On appeal from Superior Court of New Jersey, Law Division, Camden County, Docket No. L-906-10.
NOT FOR PUBLICATION WITHOUT THE APPROVAL OF THE APPELLATE DIVISION
Before Judges Grall and Skillman.
Defendant Cure Automobile Insurance Company appeals from an order entered on July 8, 2011, which granted plaintiff Cooper Hospital's motion to take a voluntary dismissal under Rule 4:37-1(b) of its complaint asserting a claim for personal injury protection (PIP) benefits in order to submit that claim to arbitration.*fn1
The PIP claim involved in this appeal was based on medical services Cooper provided to Thomas Templeton, who had an automobile insurance policy issued by Cure, for personal injuries he suffered in a March 16, 2009 automobile accident. Cooper billed $205,794 for those services, which it submitted to Cure for payment as Templeton's assignee. However, Cure determined that the "usual, customary and reasonable" fee for those medical services was only $53,541.08. After it rejected a check in that amount issued by Cure, Cooper brought this action in the Law Division for the full $205,794.

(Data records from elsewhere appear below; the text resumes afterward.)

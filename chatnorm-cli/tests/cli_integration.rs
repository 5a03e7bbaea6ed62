//! Integration tests for the chatnorm CLI

use assert_cmd::Command;
use predicates::prelude::*;
use std::fs;
use tempfile::TempDir;

/// Helper to get the path to a test fixture
fn fixture_path(name: &str) -> String {
    format!("tests/fixtures/{}", name)
}

fn chatnorm() -> Command {
    Command::cargo_bin("chatnorm").unwrap()
}

#[test]
fn test_process_text_output() {
    let mut cmd = chatnorm();
    cmd.arg("process")
        .arg("-q")
        .arg("-i")
        .arg(fixture_path("sample.cha"));

    cmd.assert()
        .success()
        .stdout(predicate::str::contains("*CHI:\t<unk> sitting <unk> .\n"))
        .stdout(predicate::str::contains("*MOT:\t<unk> walking ?\n"))
        .stdout(predicate::str::contains("*CHI:\t<unk> walking running .\n"))
        .stdout(predicate::str::contains("%mor").not())
        .stdout(predicate::str::contains("@Begin").not());
}

#[test]
fn test_speaker_filter() {
    let mut cmd = chatnorm();
    cmd.arg("process")
        .arg("-q")
        .arg("-i")
        .arg(fixture_path("sample.cha"))
        .arg("-s")
        .arg("MOT");

    cmd.assert()
        .success()
        .stdout(predicate::str::contains("*MOT:"))
        .stdout(predicate::str::contains("*CHI:").not());
}

#[test]
fn test_custom_unknown_token() {
    let mut cmd = chatnorm();
    cmd.arg("process")
        .arg("-q")
        .arg("-i")
        .arg(fixture_path("second.cha"))
        .arg("--unknown-token")
        .arg("UNK");

    cmd.assert()
        .success()
        .stdout(predicate::str::contains("*MOT:\tUNK talking UNK .\n"))
        .stdout(predicate::str::contains("*CHI:\tbecause I want go .\n"));
}

#[test]
fn test_unstable_unknown_token_fails() {
    let mut cmd = chatnorm();
    cmd.arg("process")
        .arg("-q")
        .arg("-i")
        .arg(fixture_path("second.cha"))
        .arg("--unknown-token")
        .arg("&=0unk");

    cmd.assert()
        .failure()
        .stderr(predicate::str::contains("not stable"));
}

#[test]
fn test_json_output() {
    let mut cmd = chatnorm();
    cmd.arg("process")
        .arg("-q")
        .arg("-i")
        .arg(fixture_path("sample.cha"))
        .arg("-f")
        .arg("json");

    let output = cmd.assert().success().get_output().stdout.clone();
    let records: serde_json::Value = serde_json::from_slice(&output).unwrap();
    let records = records.as_array().unwrap();

    assert_eq!(records.len(), 3);
    assert_eq!(records[0]["speaker"], "CHI");
    assert_eq!(records[0]["line"], 5);
    assert_eq!(records[0]["original"], "xxx sit(ting) &=jumps www .");
    assert_eq!(records[2]["normalized"], "<unk> walking running .");
}

#[test]
fn test_markdown_output() {
    let mut cmd = chatnorm();
    cmd.arg("process")
        .arg("-q")
        .arg("-i")
        .arg(fixture_path("*.cha"))
        .arg("-f")
        .arg("markdown");

    cmd.assert()
        .success()
        .stdout(predicate::str::contains("## tests/fixtures/second.cha"))
        .stdout(predicate::str::contains("4. **MOT**: <unk> talking <unk> ."))
        .stdout(predicate::str::contains("---"))
        .stdout(predicate::str::contains("*Total utterances: 5 in 2 file(s)*"));
}

#[test]
fn test_glob_pattern_keeps_sorted_order() {
    let mut cmd = chatnorm();
    cmd.arg("process")
        .arg("-q")
        .arg("--parallel")
        .arg("-i")
        .arg(fixture_path("*.cha"))
        .arg("-f")
        .arg("json");

    let output = cmd.assert().success().get_output().stdout.clone();
    let records: serde_json::Value = serde_json::from_slice(&output).unwrap();
    let files: Vec<&str> = records
        .as_array()
        .unwrap()
        .iter()
        .map(|record| record["file"].as_str().unwrap())
        .collect();

    assert_eq!(files.len(), 5);
    assert!(files[..3].iter().all(|file| file.ends_with("sample.cha")));
    assert!(files[3..].iter().all(|file| file.ends_with("second.cha")));
}

#[test]
fn test_output_to_file() {
    let temp_dir = TempDir::new().unwrap();
    let output_file = temp_dir.path().join("output.txt");

    let mut cmd = chatnorm();
    cmd.arg("process")
        .arg("-q")
        .arg("-i")
        .arg(fixture_path("second.cha"))
        .arg("-o")
        .arg(&output_file);

    cmd.assert().success().stdout(predicate::str::is_empty());

    let content = fs::read_to_string(&output_file).unwrap();
    assert!(content.contains("*CHI:\tbecause I want go ."));
}

#[test]
fn test_config_file_is_applied() {
    let temp_dir = TempDir::new().unwrap();
    let config = temp_dir.path().join("chatnorm.toml");
    fs::write(
        &config,
        "[normalization]\nunknown_token = \"UNK\"\n\n[input]\nspeakers = [\"CHI\"]\n\n[output]\ndefault_format = \"markdown\"\n",
    )
    .unwrap();

    let mut cmd = chatnorm();
    cmd.arg("process")
        .arg("-q")
        .arg("-i")
        .arg(fixture_path("sample.cha"))
        .arg("-c")
        .arg(&config);

    cmd.assert()
        .success()
        .stdout(predicate::str::contains("1. **CHI**: UNK sitting UNK ."))
        .stdout(predicate::str::contains("**MOT**").not());
}

#[test]
fn test_invalid_file() {
    let mut cmd = chatnorm();
    cmd.arg("process").arg("-i").arg("nonexistent.cha");

    cmd.assert()
        .failure()
        .stderr(predicate::str::contains("No files found"));
}

#[test]
fn test_help_command() {
    let mut cmd = chatnorm();
    cmd.arg("--help");

    cmd.assert()
        .success()
        .stdout(predicate::str::contains("CHAT"))
        .stdout(predicate::str::contains("process"))
        .stdout(predicate::str::contains("explain"));
}

#[test]
fn test_list_formats() {
    let mut cmd = chatnorm();
    cmd.arg("list").arg("formats");

    cmd.assert()
        .success()
        .stdout(predicate::str::contains("text"))
        .stdout(predicate::str::contains("json"))
        .stdout(predicate::str::contains("markdown"));
}

#[test]
fn test_list_stages() {
    let mut cmd = chatnorm();
    cmd.arg("list").arg("stages");

    cmd.assert().success().stdout(predicate::str::contains(
        "1. unidentifiable\n  2. incomplete\n  3. omitted\n  4. paralinguistic",
    ));
}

Subsequently, the parties engaged in extensive discovery. At a case management conference, the trial court suggested that it would be more appropriate for Cooper's PIP claim to be submitted to binding arbitration rather than to be litigated in the Law Division. Cooper accepted this suggestion and filed a motion for a voluntary dismissal, which Cure opposed.
The trial court granted Cooper's motion, stating in a brief oral opinion:
. . . The application was done a bit late in the day, and if there was even a scintilla of gamesmanship that I thought was being played here I would deny the motion, but Cooper has an interest in getting its rather large bill paid. It has no reason to unnecessarily delay, and it seems to me both sides would benefit by having an arbitrator resolve the case who presumably would be better than me, all things being equal, because the arbitrators do these things all the time, and they have a much better sense as to -- within the industry of what's reasonable in terms of billing practices and what's not. And, as I say, the [Superior]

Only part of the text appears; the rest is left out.